What is Somatic Experiencing Therapy and How Does it Heal Trauma?
In Peter Levine’s classic book on healing, Waking The Tiger, he has a whimsical section entitled, “Blame it on the Neocortex”. In other words, when it comes to dealing with traumatic events, be they crisis events or ongoing hardships, we humans are “overthinking things to our own detriment”. This is why cognitive-behavior approaches to trauma events are often ineffective. Levine says, “The neocortex is not powerful enough to override the instinctual defense response to threat and danger— the flight, flee or freeze responses”
Animals have primitive coping responses when faced by disrupting/disarming events. They respond instinctively. Turtles duck under the water, moles burrow; dogs, wolves, and coyotes roll over in a submissive posture. All animals have a survival “freeze” response as well as a flight pattern and fight pattern. Of course some, animals are first fighters and only secondarily those who flee. “No animal”, says Levine, “has conscious control over whether it freezes in response to a threat”. That includes us human beings. In response to a threat, we can fight, flee or freeze. Freezing is the last option when the others fail and we don’t choose that one: our nervous system, based upon its primitive survival make up, decides that for us. And that freeze response can cause us a lot of trouble. Symptoms such as depression, emotional and relational distancing, numbness and lack of motivation, disassociation, and physical ailments can all be the result of a highly charged life-threatening experience that gets “shut down” or “frozen inside us”. The fight and flight responses can also cause havoc when they get internalized.

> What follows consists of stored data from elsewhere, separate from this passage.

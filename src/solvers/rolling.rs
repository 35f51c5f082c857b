//! Rolling-row 0/1 knapsack with checkpointed reconstruction.
//!
//! The forward pass keeps a single row of `T + 1` values, updating capacities
//! from `T` down to each item's weight so an item is never counted twice, and
//! marks in `last_item_at[w]` the last item that improved capacity `w`.
//!
//! A single row cannot be walked backwards, so every `B` items (⌈√n⌉ by
//! default) the row is checkpointed into a [`RowBlock`]. Reconstruction
//! visits blocks last to first, replays the at most `B` rows of the current
//! block from its checkpoint and applies the same strict take test as the
//! full table. Working memory is `O((n / B + B) · T)` and the chosen set is
//! identical to [`FullTable`](super::FullTable)'s.

use serde::Serialize;

use super::{decide, next_row};
use crate::blocks::RowBlock;
use crate::config::TableMode;
use crate::traits::{ExactOutcome, ExactStrategy, Item, TableSnapshot};
use crate::utils::default_block_size;

/// What the rolling strategy keeps after a solve.
#[derive(Debug, Clone, PartialEq, Eq, Serialize)]
pub struct RollingTable {
    best: Vec<u64>,
    last_item_at: Vec<Option<usize>>,
    block_size: usize,
    checkpoints: usize,
}

impl RollingTable {
    /// Final row: `best()[w]` is the optimum for capacity `w`.
    pub fn best(&self) -> &[u64] {
        &self.best
    }

    /// Last item index that improved each capacity, if any did.
    pub fn last_item_at(&self) -> &[Option<usize>] {
        &self.last_item_at
    }

    pub fn block_size(&self) -> usize {
        self.block_size
    }

    /// Number of checkpoint rows the solve held.
    pub fn checkpoints(&self) -> usize {
        self.checkpoints
    }

    pub fn optimum(&self) -> u64 {
        self.best.last().copied().unwrap_or(0)
    }
}

/// Strategy keeping one rolling row plus periodic checkpoints.
#[derive(Debug, Clone, Copy, Default)]
pub struct RollingRow {
    block_size: Option<usize>,
}

impl RollingRow {
    /// Checkpoint every ⌈√n⌉ items.
    pub fn new() -> Self {
        Self { block_size: None }
    }

    /// Checkpoint every `block_size` items.
    ///
    /// # Panics
    /// Panics if `block_size == 0`.
    pub fn with_block_size(block_size: usize) -> Self {
        assert!(block_size > 0, "block_size must be positive");
        Self {
            block_size: Some(block_size),
        }
    }

    /// Block size used for `num_items` items.
    pub fn block_size_for(&self, num_items: usize) -> usize {
        self.block_size
            .unwrap_or_else(|| default_block_size(num_items))
            .max(1)
    }

    /// Rows of `T + 1` cells held at peak for `num_items` items.
    ///
    /// One checkpoint per block plus the rows of the block being replayed,
    /// which is never more than `num_items`. At least the live row is held.
    pub fn held_rows(&self, num_items: usize) -> usize {
        let b = self.block_size_for(num_items);
        (num_items.div_ceil(b) + b.min(num_items)).max(1)
    }

    /// Forward pass: final row, improvement markers and checkpoints.
    fn forward(
        &self,
        items: &[Item],
        capacity: usize,
    ) -> (Vec<u64>, Vec<Option<usize>>, Vec<RowBlock>) {
        let b = self.block_size_for(items.len());
        let mut row = vec![0u64; capacity + 1];
        let mut last_item_at = vec![None; capacity + 1];
        let mut blocks = Vec::with_capacity(items.len().div_ceil(b));

        for start in (0..items.len()).step_by(b) {
            let end = (start + b).min(items.len());
            blocks.push(RowBlock {
                start,
                end,
                row: row.clone(),
            });
            for (index, &item) in items.iter().enumerate().take(end).skip(start) {
                relax(&mut row, &mut last_item_at, index, item);
            }
        }

        (row, last_item_at, blocks)
    }
}

impl ExactStrategy for RollingRow {
    fn mode(&self) -> TableMode {
        TableMode::Rolling
    }

    fn solve_items(&self, items: &[Item], capacity: usize) -> ExactOutcome {
        let (best, last_item_at, blocks) = self.forward(items, capacity);
        let chosen = replay(items, &blocks, capacity);
        #[cfg(feature = "tracing")]
        tracing::debug!(
            items = items.len(),
            cols = capacity + 1,
            checkpoints = blocks.len(),
            chosen = chosen.len(),
            "rolling row solved"
        );
        let table = RollingTable {
            best,
            last_item_at,
            block_size: self.block_size_for(items.len()),
            checkpoints: blocks.len(),
        };
        ExactOutcome::new(items, chosen, TableSnapshot::Rolling(table))
    }
}

/// In-place 0/1 update of `row` with item `index`.
fn relax(row: &mut [u64], last_item_at: &mut [Option<usize>], index: usize, item: Item) {
    for w in (item.weight..row.len()).rev() {
        let with = row[w - item.weight] + item.value;
        if with > row[w] {
            row[w] = with;
            last_item_at[w] = Some(index);
        }
    }
}

/// Walk the take decisions from `(n, capacity)` back to row 0, one block at a time.
fn replay(items: &[Item], blocks: &[RowBlock], capacity: usize) -> Vec<usize> {
    let mut chosen = Vec::new();
    let mut w = capacity;
    let mut rows: Vec<Vec<u64>> = Vec::new();

    for block in blocks.iter().rev() {
        if block.is_empty() {
            continue;
        }
        #[cfg(feature = "tracing")]
        tracing::trace!(start = block.start, len = block.len(), w, "replaying block");

        // rows[k] = dp[block.start + k]
        rows.clear();
        rows.push(block.row.clone());
        for &item in &items[block.start..block.start + block.len() - 1] {
            let next = next_row(&rows[rows.len() - 1], item);
            rows.push(next);
        }

        for i in (block.start..block.end).rev() {
            let item = items[i];
            let (_, taken) = decide(&rows[i - block.start], w, item);
            if taken {
                chosen.push(i);
                w -= item.weight;
            }
        }
    }

    chosen.reverse();
    chosen
}
use task_knapsack::{
    DpSolver, Granularity, GreedySolver, ScheduleError, Scheduler, SchedulerBuilder, TableMode,
    Task,
};

fn tasks(defs: &[(&str, f64, u32)]) -> Vec<Task> {
    defs.iter()
        .map(|&(name, hours, value)| Task::new(name, hours, value).unwrap())
        .collect()
}

fn names<'a>(chosen: &[&'a Task]) -> Vec<&'a str> {
    chosen.iter().map(|t| t.name()).collect()
}

#[test]
fn classic_four_tasks_both_pick_a_and_b() {
    let tasks = tasks(&[("A", 2.0, 3), ("B", 3.0, 4), ("C", 4.0, 5), ("D", 5.0, 6)]);
    for mode in [TableMode::Full, TableMode::Rolling] {
        let scheduler = SchedulerBuilder::new().table_mode(mode).build();
        let comparison = scheduler.compare(Some(&tasks), 5.0).unwrap();
        assert_eq!(names(&comparison.dp().chosen), ["A", "B"]);
        assert_eq!(comparison.dp().total_hours(), 5.0);
        assert_eq!(comparison.dp().total_value, 7);
        assert_eq!(names(&comparison.greedy().chosen), ["A", "B"]);
        assert_eq!(comparison.greedy().total_value, 7);
    }
}

#[test]
fn greedy_falls_short_when_density_misleads() {
    let tasks = tasks(&[("X", 1.0, 10), ("Y", 2.0, 12), ("Z", 2.0, 12)]);
    let comparison = Scheduler::new().compare(Some(&tasks), 2.0).unwrap();

    // Y and Z tie at the last row; the tie keeps Z out.
    assert_eq!(names(&comparison.dp().chosen), ["Y"]);
    assert_eq!(comparison.dp().total_value, 12);
    assert_eq!(names(&comparison.greedy().chosen), ["X"]);
    assert_eq!(comparison.greedy().total_value, 10);
    assert_eq!(comparison.value_gap(), 2);
    assert!(comparison
        .narrative()
        .contains(" DP found 2 more value than Greedy\n"));
}

#[test]
fn zero_capacity_selects_nothing() {
    let tasks = tasks(&[("A", 0.5, 5), ("B", 1.0, 9)]);
    let comparison = Scheduler::new().compare(Some(&tasks), 0.0).unwrap();
    assert!(comparison.dp().chosen.is_empty());
    assert!(comparison.greedy().chosen.is_empty());
    assert_eq!(comparison.dp().total_value, 0);
    assert_eq!(comparison.greedy().total_value, 0);
    assert_eq!(comparison.dp().table().map(|t| t.cols()), Some(1));
}

#[test]
fn empty_task_list_is_valid() {
    let comparison = Scheduler::new().compare(Some(&[]), 8.0).unwrap();
    assert!(comparison.dp().chosen.is_empty());
    assert!(comparison.greedy().ranking.is_empty());
    assert_eq!(comparison.dp().table().map(|t| t.rows()), Some(1));
}

#[test]
fn missing_task_list_is_invalid_input() {
    let err = Scheduler::new().compare(None, 8.0).unwrap_err();
    assert_eq!(err, ScheduleError::InvalidInput);
}

#[test]
fn negative_capacity_rejected_by_both_solvers() {
    let tasks = tasks(&[("A", 1.0, 1)]);
    assert!(matches!(
        DpSolver::new().solve(&tasks, -1.0),
        Err(ScheduleError::InvalidCapacity { .. })
    ));
    assert!(matches!(
        GreedySolver::new().solve(&tasks, -1.0),
        Err(ScheduleError::InvalidCapacity { .. })
    ));
    assert!(matches!(
        Scheduler::new().compare(Some(&tasks), -1.0),
        Err(ScheduleError::InvalidCapacity { .. })
    ));
}

#[test]
fn non_finite_capacity_rejected() {
    let tasks = tasks(&[("A", 1.0, 1)]);
    for capacity in [f64::NAN, f64::INFINITY] {
        assert!(matches!(
            Scheduler::new().compare(Some(&tasks), capacity),
            Err(ScheduleError::InvalidCapacity { .. })
        ));
    }
}

#[test]
fn off_grid_capacity_depends_on_granularity() {
    let tasks = tasks(&[("A", 1.0, 4), ("B", 0.5, 1)]);
    assert!(matches!(
        Scheduler::new().compare(Some(&tasks), 1.2),
        Err(ScheduleError::InvalidCapacity { .. })
    ));

    let comparison = SchedulerBuilder::new()
        .granularity(Granularity::Truncate)
        .build()
        .compare(Some(&tasks), 1.2)
        .unwrap();
    assert_eq!(comparison.capacity_hours(), 1.0);
    assert_eq!(names(&comparison.dp().chosen), ["A"]);
}

#[test]
fn table_limit_guards_allocation() {
    let tasks = tasks(&[("A", 1.0, 1), ("B", 1.0, 2)]);
    let scheduler = SchedulerBuilder::new().max_table_cells(10).build();
    let err = scheduler.compare(Some(&tasks), 4.0).unwrap_err();
    assert_eq!(
        err,
        ScheduleError::CapacityTooLarge {
            units: 8,
            cells: 27,
            limit: 10
        }
    );

    let err = SchedulerBuilder::new()
        .max_capacity_units(4)
        .build()
        .compare(Some(&tasks), 4.0)
        .unwrap_err();
    assert!(matches!(err, ScheduleError::CapacityTooLarge { units: 8, .. }));
}

#[test]
fn half_hour_tasks_fill_exactly() {
    let tasks = tasks(&[("A", 1.5, 6), ("B", 2.5, 9), ("C", 1.0, 3)]);
    let comparison = Scheduler::new().compare(Some(&tasks), 4.0).unwrap();
    assert_eq!(names(&comparison.dp().chosen), ["A", "B"]);
    assert_eq!(comparison.dp().total_hours(), 4.0);
    assert_eq!(comparison.dp().total_value, 15);
}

So here is the problem with the “neocortex solution” to trauma events. In the aftermath of a traumatic event or a history of such events, the frontal brain doesn’t know how to deal with the fight, flight and freeze responses and energies that are still locked into the nervous system following those intense events. That stuff is also lodged (or stuck) in the “primitive brain”, the nervous system and the body.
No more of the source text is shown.